**Exercise**
From the top of the records below down to the line containing "use sea_orm::entity::prelude::*;", reproduce every line exactly.

[Dataset entries]
..........
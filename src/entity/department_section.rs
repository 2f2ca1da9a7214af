//! DepartmentSection entity - link table for the department <-> section
//! many-to-many relation
//!
//! Table: att_department_section

use sea_orm::entity::prelude::*;
use serde::{Deserialize, Serialize};

#[derive(Clone, Debug, PartialEq, Eq, DeriveEntityModel, Serialize, Deserialize)]
#[sea_orm(table_name = "att_department_section")]
pub struct Model {
    #[sea_orm(primary_key, auto_increment = false)]
    pub department_id: i64,

    #[sea_orm(primary_key, auto_increment = false)]
    pub section_id: i64,
}

#[derive(Copy, Clone, Debug, EnumIter, DeriveRelation)]
pub enum Relation {
    #[sea_orm(
        belongs_to = "super::department::Entity",
        from = "Column::DepartmentId",
        to = "super::department::Column::Id"
    )]
    Department,
    #[sea_orm(
        belongs_to = "super::section::Entity",
        from = "Column::SectionId",
        to = "super::section::Column::Id"
    )]
    Section,
}

impl Related<super::department::Entity> for Entity {
    fn to() -> RelationDef {
        Relation::Department.def()
    }
}

impl Related<super::section::Entity> for Entity {
    fn to() -> RelationDef {
        Relation::Section.def()
    }
}

impl ActiveModelBehavior for ActiveModel {}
..........
**Response to this exercise**
filename src/entity/department_section.rs
repository 2f2ca1da9a7214af
//! DepartmentSection entity - link table for the department <-> section
//! many-to-many relation
//!
//! Table: att_department_section

use sea_orm::entity::prelude::*;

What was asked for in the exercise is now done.